Lavinas (1996) e Castro (1989) estão entre o grupo de autoras brasileiras que discordam do enquadramento de feminização da pobreza para justificar políticas de redução da pobreza focalizadas em mulheres chefes de família. Para Castro (1989), que analisa a participação das mulheres chefes no mercado de trabalho - cujos dados são comparados com os referentes às esposas e às filhas bem como com aqueles dos homens chefes, esposos e filhos -, conclui: as famílias monoparentais chefiadas por homens ou por mulheres sofrem igualmente os efeitos da pobreza, elas indicam que há outros constrangimentos relacionados à classe e à raça/etnia centrais na questão da pobreza e de baixos níveis de renda. Lefaucher (1988 apud Sorj e Fontes, 2008) também argumenta que não se deve explicar o fenômeno de pauperização das famílias pelo único efeito da monoparentalidade, e propõe que idade, etnia, tempo de duração da conjugalidade, entre outros fatores, também influenciam as condições de vida das famílias monoparentais.

Dentre os(as) autores(as) que atribuem a outros fatores a pobreza das famílias monoparentais, Medeiros e Costa (2006 apud Sorj e Fontes, 2008), a partir da comparação de oito países da América Latina, concluíram que a quantidade de filhos está mais associada aos níveis de pobreza das famílias do que propriamente o arranjo familiar.

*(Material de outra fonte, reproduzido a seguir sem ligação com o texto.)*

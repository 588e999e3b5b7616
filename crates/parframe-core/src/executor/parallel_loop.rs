//! Directive-style executor: the task list is handed to a parallel loop.

use std::time::Instant;

use rayon::prelude::*;

use super::{log_barrier, ExecOptions, Executor, Schedule};
use crate::constants::WORKER_THREAD_PREFIX;
use crate::error::ParError;
use crate::task::{Task, Work};

/// Treats the task list as the body of a parallel loop.
///
/// The loop runs on a dedicated set of `n_threads` workers. The schedule
/// given at construction applies unless a dispatch overrides it.
#[derive(Debug)]
pub struct ParallelLoopExecutor {
    pool: rayon::ThreadPool,
    n_threads: usize,
    schedule: Schedule,
}

impl ParallelLoopExecutor {
    /// `n_threads == 0` means the available parallelism.
    pub fn new(n_threads: usize, schedule: Schedule) -> Result<Self, ParError> {
        let schedule = schedule.validate()?;
        let n_threads = match n_threads {
            0 => std::thread::available_parallelism().map_or(1, std::num::NonZeroUsize::get),
            n => n,
        };
        let pool = rayon::ThreadPoolBuilder::new()
            .num_threads(n_threads)
            .thread_name(|i| format!("{WORKER_THREAD_PREFIX}-loop-{i}"))
            .build()
            .map_err(|e| ParError::Executor(format!("failed to start loop workers: {e}")))?;
        Ok(Self {
            pool,
            n_threads,
            schedule,
        })
    }

    pub fn schedule(&self) -> Schedule {
        self.schedule
    }
}

impl Executor for ParallelLoopExecutor {
    fn n_processing_elements(&self) -> usize {
        self.n_threads
    }

    fn execute<W: Work>(
        &self,
        tasks: &mut [Task<W>],
        options: &ExecOptions,
    ) -> Result<(), ParError> {
        let schedule = options.schedule.unwrap_or(self.schedule).validate()?;
        let started = Instant::now();
        tracing::debug!(
            executor = self.name(),
            tasks = tasks.len(),
            %schedule,
            "dispatch"
        );

        self.pool.install(|| match schedule {
            Schedule::Default => tasks.par_iter_mut().for_each(Task::run),
            Schedule::Static { chunk } => tasks
                .par_chunks_mut(chunk)
                .for_each(|block| block.iter_mut().for_each(Task::run)),
            Schedule::Dynamic => tasks.par_iter_mut().with_max_len(1).for_each(Task::run),
        });

        log_barrier(self.name(), tasks, started);
        Ok(())
    }

    fn name(&self) -> &'static str {
        "parallel-loop"
    }
}

#[cfg(test)]
mod tests {
    use super::*;
    use crate::executor::test_support::square_tasks;
    use crate::task::TaskState;

    #[test]
    fn every_schedule_runs_every_task_once() {
        let exec = ParallelLoopExecutor::new(3, Schedule::Default).unwrap();
        for schedule in [
            Schedule::Default,
            Schedule::Static { chunk: 1 },
            Schedule::Static { chunk: 4 },
            Schedule::Dynamic,
        ] {
            let mut tasks = square_tasks(10, None);
            exec.execute(&mut tasks, &ExecOptions::with_schedule(schedule))
                .unwrap();
            let values: Vec<u64> = tasks.iter().map(|t| t.result().get().0).collect();
            let expected: Vec<u64> = (0..10).map(|i| i * i).collect();
            assert_eq!(values, expected, "{schedule}");
        }
    }

    #[test]
    fn invalid_schedule_rejected_before_dispatch() {
        assert!(ParallelLoopExecutor::new(2, Schedule::Static { chunk: 0 }).is_err());

        let exec = ParallelLoopExecutor::new(2, Schedule::Dynamic).unwrap();
        let mut tasks = square_tasks(2, None);
        let err = exec
            .execute(
                &mut tasks,
                &ExecOptions::with_schedule(Schedule::Static { chunk: 0 }),
            )
            .unwrap_err();
        assert!(matches!(err, ParError::Config(_)));
        assert!(tasks.iter().all(|t| t.state() == TaskState::Pending));
    }

    #[test]
    fn configured_schedule_is_default() {
        let exec = ParallelLoopExecutor::new(2, Schedule::Static { chunk: 2 }).unwrap();
        assert_eq!(exec.schedule(), Schedule::Static { chunk: 2 });
        let mut tasks = square_tasks(3, Some(1));
        exec.execute(&mut tasks, &ExecOptions::default()).unwrap();
        assert_eq!(tasks[1].state(), TaskState::Interrupted);
        assert!(tasks[0].is_finished() && tasks[2].is_finished());
    }
}
//! Shared fixtures for the cross-crate integration tests.

use std::time::Duration;

use parframe_comm::{CommError, LocalWorld};
use parframe_core::{DenseDataSet, FnWork, ParError, Task};

/// Receive timeout for test worlds, so a protocol bug fails instead of
/// hanging.
pub const TEST_RECEIVE_TIMEOUT: Duration = Duration::from_secs(10);

/// An in-process world of `n` ranks with [`TEST_RECEIVE_TIMEOUT`].
pub fn world(n: usize) -> Result<LocalWorld, CommError> {
    Ok(LocalWorld::new(n)?.with_receive_timeout(TEST_RECEIVE_TIMEOUT))
}

/// `per_blob` points on a 0.1-spaced grid around each center. Row `i`
/// belongs to center `i / per_blob`.
pub fn grid_blobs(centers: &[(f64, f64)], per_blob: usize) -> Result<DenseDataSet, ParError> {
    let mut rows = Vec::with_capacity(centers.len() * per_blob);
    for &(cx, cy) in centers {
        for i in 0..per_blob {
            let dx = (i % 4) as f64 * 0.1 - 0.15;
            let dy = (i / 4) as f64 * 0.1 - 0.15;
            rows.push(vec![cx + dx, cy + dy]);
        }
    }
    DenseDataSet::unlabeled(rows)
}

/// `n` copies of the same point.
pub fn identical_points(n: usize, point: &[f64]) -> Result<DenseDataSet, ParError> {
    DenseDataSet::unlabeled(vec![point.to_vec(); n])
}

/// Boxed work type produced by [`counting_tasks`].
pub type CountingWork = FnWork<Box<dyn FnMut(&mut u64) + Send>, u64>;

/// `n` tasks where task `i` outputs `i + 1`, except `fail`, which panics.
pub fn counting_tasks(n: usize, fail: Option<usize>) -> Vec<Task<CountingWork>> {
    (0..n)
        .map(|id| {
            let work: Box<dyn FnMut(&mut u64) + Send> = Box::new(move |out: &mut u64| {
                assert!(Some(id) != fail, "task {id} failed");
                *out = id as u64 + 1;
            });
            Task::new(id, FnWork::new(work), 0)
        })
        .collect()
}
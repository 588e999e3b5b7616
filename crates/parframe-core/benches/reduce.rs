//! Criterion benchmarks for the parallel algorithms across executors.

use criterion::{criterion_group, criterion_main, BenchmarkId, Criterion};

use parframe_core::executor::{
    Executor, ParallelLoopExecutor, Schedule, SequentialExecutor, ThreadPool,
};
use parframe_core::parallel_for::parallel_for;
use parframe_core::parallel_reduce::parallel_reduce;
use parframe_core::partitioned::PartitionedVec;
use parframe_core::reduction::Sum;

const THREADS: usize = 4;

fn reduce_sum<E: Executor>(data: &PartitionedVec<f64>, exec: &E) -> f64 {
    parallel_reduce(data, &Sum::new(), exec).unwrap().get_or_wait()
}

fn bench_reduce(c: &mut Criterion) {
    let sequential = SequentialExecutor::new(THREADS);
    let pool = ThreadPool::with_threads(THREADS).unwrap();
    let dynamic = ParallelLoopExecutor::new(THREADS, Schedule::Dynamic).unwrap();

    let sizes: Vec<usize> = vec![1_000, 100_000, 1_000_000];

    let mut group = c.benchmark_group("parallel_reduce");
    for &len in &sizes {
        let mut data = PartitionedVec::filled(len, 1.0f64);
        data.partition_into(THREADS).unwrap();

        group.bench_with_input(BenchmarkId::new("sequential", len), &data, |b, data| {
            b.iter(|| reduce_sum(data, &sequential));
        });
        group.bench_with_input(BenchmarkId::new("thread-pool", len), &data, |b, data| {
            b.iter(|| reduce_sum(data, &pool));
        });
        group.bench_with_input(BenchmarkId::new("parallel-loop", len), &data, |b, data| {
            b.iter(|| reduce_sum(data, &dynamic));
        });
    }
    group.finish();
}

fn bench_for(c: &mut Criterion) {
    let pool = ThreadPool::with_threads(THREADS).unwrap();

    let mut group = c.benchmark_group("parallel_for");
    for &len in &[10_000usize, 1_000_000] {
        let mut data = PartitionedVec::filled(len, 0.0f64);
        data.partition_into(THREADS).unwrap();
        group.bench_function(BenchmarkId::from_parameter(len), |b| {
            b.iter(|| parallel_for(&mut data, &|x: &mut f64| *x += 1.0, &pool).unwrap());
        });
    }
    group.finish();
}

criterion_group!(benches, bench_reduce, bench_for);
criterion_main!(benches);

Lavinas (1996), a partir da análise dos dados da PNAD de 1990, percebe uma ampliação do desnível de renda entre as mulheres e afirma que numericamente a pobreza feminina não tem maior expressão que a masculina (Novellino, 2004:6). Em estudo posterior, Lavinas e Nicoll (2006) analisando comparativamente os dados da PNAD, de 2001 a 2004, e seguindo a metodologia de desagregar as fontes de renda das famílias - concluem que os ganhos das mulheres pobres (dividem os extratos de renda por quintil) no mercado de trabalho se constituem a principal fonte de acesso à renda e

estão direta e proporcionalmente relacionados à autonomia destas em termos de tempo. Convém reproduzir a conclusão dos autores a fim de desfazer estereótipos da imagem da 'mulher pobre' que já em 2004 estavam bastante modificados:

a) a quase supressão dos diferenciais de gênero no tocante à renda do trabalho nos decis inferiores da distribuição de renda indica que, apesar da ausência de políticas públicas conseqüentes, houve esforços extraordinários por parte das mulheres pobres para melhorar seu desempenho no mercado de trabalho. Isso se deu em âmbito exclusivamente privado.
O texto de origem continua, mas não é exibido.